Presiden Prabowo Subianto baru-baru ini mengadakan kunjungan diplomatik ke empat negara Timur Tengah dan Turki, membawa misi kemanusiaan untuk Palestina. Tujuan utamanya terdengar mulia—menggalang kekuatan global untuk menghentikan agresi Israel di Jalur Gaza.
Namun, ketika niat baik itu disambut dengan rencana relokasi pengungsi Gaza ke Indonesia, suara-suara kritik pun mulai bermunculan. Dan itu bukan tanpa alasan.
Diperkirakan, Indonesia akan menerima sekitar 1.000 pengungsi Palestina dalam gelombang pertama. Mereka akan tinggal "sementara" di Indonesia sampai kondisi Gaza membaik. Sekilas, ini terlihat sebagai bentuk solidaritas terhadap penderitaan rakyat Palestina.
Tapi pertanyaannya, apakah benar kita sudah siap? Atau ini hanyalah aksi heroik yang belum dipikirkan matang-matang?
Publik mulai bertanya-tanya: Di tengah kondisi dalam negeri yang masih penuh pekerjaan rumah, apakah ini saat yang tepat untuk mengambil tanggung jawab sebesar ini?
Mari kita jujur. Indonesia saat ini bukanlah negeri dongeng yang bebas dari masalah. Angka kemiskinan belum sepenuhnya turun, harga-harga terus naik, pengangguran masih menjadi PR besar, dan layanan publik di banyak wilayah masih jauh dari ideal.
Dalam situasi seperti ini, ketika kesejahteraan rakyat sendiri belum maksimal, langkah membawa ribuan pengungsi dari negara lain tentu mengundang kekhawatiran. Bukan karena rakyat Indonesia tidak punya empati, tapi karena kita tahu bahwa niat baik saja tak cukup—apalagi kalau tidak disertai kesiapan yang matang.
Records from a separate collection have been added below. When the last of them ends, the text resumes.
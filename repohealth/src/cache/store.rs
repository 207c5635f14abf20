//! Per-key, per-tier artifact storage.

use super::{CacheTier, StorageLayout};
use crate::core::RepoKey;
use crate::errors::RepoHealthError;
use crate::utils::{read_json, write_json_atomically, ReadJsonError};
use serde::de::DeserializeOwned;
use serde::Serialize;
use std::future::Future;
use std::io;
use std::path::{Path, PathBuf};

/// Persistent stage artifacts for every key under one storage root.
///
/// For a given key, writes only ever come from the single pipeline execution
/// that owns the key's job, so the cache itself takes no locks.
#[derive(Debug, Clone)]
pub struct StageCache {
    layout: StorageLayout,
}

impl StageCache {
    /// Creates a cache over `layout`.
    #[must_use]
    pub fn new(layout: StorageLayout) -> Self {
        Self { layout }
    }

    /// Creates a cache rooted at `root`.
    #[must_use]
    pub fn at(root: impl Into<PathBuf>) -> Self {
        Self::new(StorageLayout::new(root))
    }

    /// Returns the storage layout.
    #[must_use]
    pub fn layout(&self) -> &StorageLayout {
        &self.layout
    }

    /// Returns true if the tier artifact has been written for `key`.
    #[must_use]
    pub fn has_artifact(&self, key: &RepoKey, tier: CacheTier) -> bool {
        self.layout.artifact_path(key, tier).is_file()
    }

    /// Loads a tier artifact.
    ///
    /// # Errors
    ///
    /// Returns [`RepoHealthError::CorruptArtifact`] if the file does not
    /// parse, or an IO error if it cannot be read (including when missing).
    pub fn load<T: DeserializeOwned>(
        &self,
        key: &RepoKey,
        tier: CacheTier,
    ) -> Result<T, RepoHealthError> {
        let path = self.layout.artifact_path(key, tier);
        match read_json(&path) {
            Ok(Some(value)) => Ok(value),
            Ok(None) => Err(RepoHealthError::Io(io::Error::new(
                io::ErrorKind::NotFound,
                format!("no {tier} artifact at {}", path.display()),
            ))),
            Err(ReadJsonError::Io(err)) => Err(RepoHealthError::Io(err)),
            Err(ReadJsonError::Parse(source)) => Err(RepoHealthError::CorruptArtifact {
                tier: tier.to_string(),
                path,
                source,
            }),
        }
    }

    /// Publishes a tier artifact.
    ///
    /// # Errors
    ///
    /// Returns an IO error if the artifact cannot be written.
    pub fn store<T: Serialize + ?Sized>(
        &self,
        key: &RepoKey,
        tier: CacheTier,
        value: &T,
    ) -> Result<(), RepoHealthError> {
        write_json_atomically(&self.layout.artifact_path(key, tier), value)?;
        Ok(())
    }

    /// Removes a tier artifact, if present.
    ///
    /// # Errors
    ///
    /// Returns any IO error other than the file not existing.
    pub fn discard(&self, key: &RepoKey, tier: CacheTier) -> Result<(), RepoHealthError> {
        remove_file_if_exists(&self.layout.artifact_path(key, tier))?;
        Ok(())
    }

    /// Runs `producer` and publishes its output.
    ///
    /// Nothing is written when the producer fails.
    ///
    /// # Errors
    ///
    /// Propagates the producer's error, or an IO error from the write.
    pub async fn produce_and_store<T, F, Fut>(
        &self,
        key: &RepoKey,
        tier: CacheTier,
        producer: F,
    ) -> Result<T, RepoHealthError>
    where
        T: Serialize,
        F: FnOnce() -> Fut,
        Fut: Future<Output = Result<T, RepoHealthError>>,
    {
        let value = producer().await?;
        self.store(key, tier, &value)?;
        tracing::debug!(key = %key, tier = %tier, "Stored artifact");
        Ok(value)
    }

    /// Returns true if a published mirror exists for `key`.
    #[must_use]
    pub fn has_mirror(&self, key: &RepoKey) -> bool {
        self.layout.mirror_dir(key).is_dir()
    }

    /// Returns the published mirror directory for `key`.
    #[must_use]
    pub fn mirror_dir(&self, key: &RepoKey) -> PathBuf {
        self.layout.mirror_dir(key)
    }

    /// Returns a clean, not-yet-existing staging path for a fresh clone.
    ///
    /// Leftovers from an interrupted clone are removed first.
    ///
    /// # Errors
    ///
    /// Returns an IO error if leftovers cannot be removed.
    pub fn prepare_mirror_staging(&self, key: &RepoKey) -> Result<PathBuf, RepoHealthError> {
        let staging = self.layout.mirror_staging_dir(key);
        remove_dir_if_exists(&staging)?;
        if let Some(parent) = staging.parent() {
            std::fs::create_dir_all(parent)?;
        }
        Ok(staging)
    }

    /// Moves a completed staging clone into the published mirror location.
    ///
    /// # Errors
    ///
    /// Returns an IO error if the rename fails.
    pub fn publish_mirror(&self, key: &RepoKey, staging: &Path) -> Result<PathBuf, RepoHealthError> {
        let target = self.layout.mirror_dir(key);
        remove_dir_if_exists(&target)?;
        std::fs::rename(staging, &target)?;
        Ok(target)
    }

    /// Removes a staging clone after a failed clone.
    pub fn discard_mirror_staging(&self, staging: &Path) {
        if let Err(err) = remove_dir_if_exists(staging) {
            tracing::warn!(path = %staging.display(), error = %err, "Failed to remove mirror staging dir");
        }
    }

    /// Removes everything stored for `key`.
    ///
    /// Maintenance only: a job that has already run for the key is not
    /// affected and will not be re-run by the registry.
    ///
    /// # Errors
    ///
    /// Returns an IO error if the directory cannot be removed.
    pub fn purge(&self, key: &RepoKey) -> Result<(), RepoHealthError> {
        remove_dir_if_exists(&self.layout.key_dir(key))?;
        tracing::info!(key = %key, "Purged storage root");
        Ok(())
    }
}

fn remove_file_if_exists(path: &Path) -> io::Result<()> {
    match std::fs::remove_file(path) {
        Err(err) if err.kind() != io::ErrorKind::NotFound => Err(err),
        _ => Ok(()),
    }
}

fn remove_dir_if_exists(path: &Path) -> io::Result<()> {
    match std::fs::remove_dir_all(path) {
        Err(err) if err.kind() != io::ErrorKind::NotFound => Err(err),
        _ => Ok(()),
    }
}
Anggota Komisi I DPR, TB Hasanuddin, dengan tegas menyuarakan kekhawatiran ini. Menurutnya, relokasi pengungsi ke Indonesia bisa membuka peluang bagi Israel dan sekutunya, Amerika Serikat, untuk melegitimasi pendudukan mereka di Gaza.
Dalam bahasa kasarnya: kita secara tidak langsung "mengosongkan lapangan" untuk mereka. Jika pengungsi dipindahkan, siapa yang akan membela hak-hak mereka di tanah airnya?
Hal yang lebih mengkhawatirkan lagi, sampai sekarang belum ada kejelasan mengenai lokasi penampungan para pengungsi, bagaimana mereka akan hidup, siapa yang akan membiayai, hingga bagaimana mereka bisa berintegrasi secara sosial dan budaya.
Belum lagi potensi konflik yang bisa muncul di masyarakat jika kebijakan ini tidak dikelola dengan transparan dan penuh persiapan.
“Apakah para pengungsi nanti akan mendapatkan pekerjaan? Apakah mereka akan hidup layak? Apakah negara punya cukup sumber daya untuk menjamin kesejahteraan mereka?”
Pertanyaan-pertanyaan itu bukan hanya milik segelintir orang, tapi mencuat di berbagai ruang publik. Kita semua tahu, menjadi tuan rumah bukan sekadar membuka pintu, tapi juga harus siap memberi tempat yang layak, perlindungan, dan masa depan.
Sayangnya, langkah Prabowo sejauh ini dinilai terburu-buru. Di mata sebagian masyarakat, ini seperti upaya pencitraan yang ingin terlihat heroik di panggung internasional—padahal belum tentu menguntungkan dalam jangka panjang.
Apalagi mengingat realitas bahwa banyak negara lain, seperti Turki dan Mesir, justru menolak relokasi dengan alasan politik dan pertahanan wilayah. Mereka tahu, menerima pengungsi bukan solusi permanen, justru bisa menjadi jebakan dalam skenario besar yang disusun oleh kekuatan besar dunia.
Niat membantu rakyat Palestina patut diapresiasi, tetapi kebijakan luar negeri tidak boleh mengabaikan realitas dalam negeri. Indonesia memang dikenal dengan tradisi solidaritasnya, namun menerima ribuan pengungsi tanpa persiapan matang justru berisiko menciptakan masalah baru—baik secara ekonomi, sosial, maupun politik.
Jangan sampai, di tengah upaya menjadi pahlawan bagi dunia, pemerintah lupa bahwa tanggung jawab pertama mereka adalah pada rakyat Indonesia sendiri.
Bagaimana pendapat kamu—apakah Indonesia sudah siap menerima pengungsi Gaza, atau sebaiknya fokus memperbaiki masalah dalam negeri terlebih dahulu?